Fig. 1: Overview of this study for reliable identification of DNAm biomarker candidate pool.

a Challenges of DNAm biomarker discovery. Current data-based screening methods may generate a less reliable candidate pool, due to confounding factors such as measurement noises and individual characteristics. This deficiency necessitates compensation through subsequent multistep and costly experiments, leading to the overall resource-intensive workflow. b Overview of the proposed causality-driven deep regularization (CDReg) framework that integrates causal thinking, priori guidance, and deep learning.
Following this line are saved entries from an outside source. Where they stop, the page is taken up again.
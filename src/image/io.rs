//! File-layer helpers around the pipeline.
//!
//! - `decode_raster` / `load_raster`: bytes or path → owned RGBA8 buffer.
//! - `save_rgba_png` / `save_gray_png`: lossless PNG output.
//! - `write_json_file`: pretty-print a serializable value to disk.
use crate::error::ExtractError;
use image::{GrayImage, ImageFormat, RgbaImage};
use serde::Serialize;
use std::fs;
use std::path::Path;

/// Decode an in-memory raster (any format enabled on the `image` crate).
pub fn decode_raster(bytes: &[u8]) -> Result<RgbaImage, ExtractError> {
    if bytes.is_empty() {
        return Err(ExtractError::invalid_input("empty input buffer"));
    }
    let decoded = image::load_from_memory(bytes)?;
    if decoded.width() == 0 || decoded.height() == 0 {
        return Err(ExtractError::invalid_input(format!(
            "degenerate dimensions {}x{}",
            decoded.width(),
            decoded.height()
        )));
    }
    Ok(decoded.into_rgba8())
}

/// Read and decode a raster from disk.
pub fn load_raster(path: &Path) -> Result<RgbaImage, ExtractError> {
    let bytes = fs::read(path).map_err(|source| ExtractError::Io {
        path: path.to_path_buf(),
        source,
    })?;
    decode_raster(&bytes)
}

/// Write an RGBA buffer as PNG, keeping the alpha channel.
pub fn save_rgba_png(image: &RgbaImage, path: &Path) -> Result<(), ExtractError> {
    ensure_parent_dir(path)?;
    image.save_with_format(path, ImageFormat::Png)?;
    Ok(())
}

/// Write a single-channel buffer as PNG.
pub fn save_gray_png(image: &GrayImage, path: &Path) -> Result<(), ExtractError> {
    ensure_parent_dir(path)?;
    image.save_with_format(path, ImageFormat::Png)?;
    Ok(())
}

/// Serialize a value as pretty JSON to `path`, creating parent directories.
pub fn write_json_file<T: Serialize>(path: &Path, value: &T) -> Result<(), ExtractError> {
    ensure_parent_dir(path)?;
    let json = serde_json::to_string_pretty(value).map_err(|source| ExtractError::Serialize {
        what: path.display().to_string(),
        source,
    })?;
    fs::write(path, json).map_err(|source| ExtractError::Io {
        path: path.to_path_buf(),
        source,
    })
}

fn ensure_parent_dir(path: &Path) -> Result<(), ExtractError> {
    if let Some(parent) = path.parent() {
        if !parent.as_os_str().is_empty() {
            fs::create_dir_all(parent).map_err(|source| ExtractError::Io {
                path: parent.to_path_buf(),
                source,
            })?;
        }
    }
    Ok(())
}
The spatial-relation regularization aligns weight differences with spatial distances to ensure sites with close distances receive similar weights, thereby excluding the spatially isolated noise sites. The contrastive scheme pushes apart paired diseased-normal samples from the same subject to encourage selecting disease-specific differential sites rather than subject-specific ones. c Comprehensive performance evaluation in this study. The experiments include simulations and applications, and the latter involves microarray data from lung adenocarcinoma (LUAD) tissue samples and Alzheimer’s disease (AD) blood samples, as well as WGBS data of prostate cancer (PC) tissue samples. The results demonstrate the comprehensive advantages of CDReg across accurate identification, biological significance, and inter-class discrimination.